### Goal of the exercise
What is needed is each line of the data below that holds the string "MerchantManagement".

Information given Block Start

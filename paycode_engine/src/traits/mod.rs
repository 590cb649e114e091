//! #  Database management and control.
//!
//! This module provides the interface contracts that reconciliation engine database *backends* must satisfy.
//!
//! ## Accounts and monitors
//! Every merchant account owns a set of static payment codes, one per payment network, and a monitor agent that
//! reports heartbeats and captured payments. Per-account state lives in a key/value settings store: the shared secret,
//! the last heartbeat and payment instants, the online flag, and an optional order timeout override.
//!
//! ## Traits
//! * [`PaymentGatewayDatabase`] is the umbrella trait a backend implements to drive the engine.
//! * [`MerchantManagement`] resolves external merchant identifiers and reads per-account configuration.
//! * [`MonitorManagement`] records heartbeats and payment markers and performs the conditional offline downgrade.
//! * [`OrderManagement`] stores orders, performs guarded status transitions and manages amount locks.
mod merchant_management;
mod monitor_management;
mod order_management;
mod payment_gateway_database;

pub use merchant_management::MerchantManagement;
pub use monitor_management::MonitorManagement;
pub use order_management::OrderManagement;
pub use payment_gateway_database::{PaymentGatewayDatabase, PaymentGatewayError};
mod amount;
mod helpers;
mod secret;

pub use amount::{Amount, AmountConversionError};
pub use helpers::parse_boolean_flag;
pub use secret::Secret;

Information given Block End

### Answer to this problem
//! * [`MerchantManagement`] resolves external merchant identifiers and reads per-account configuration.
pub use merchant_management::MerchantManagement;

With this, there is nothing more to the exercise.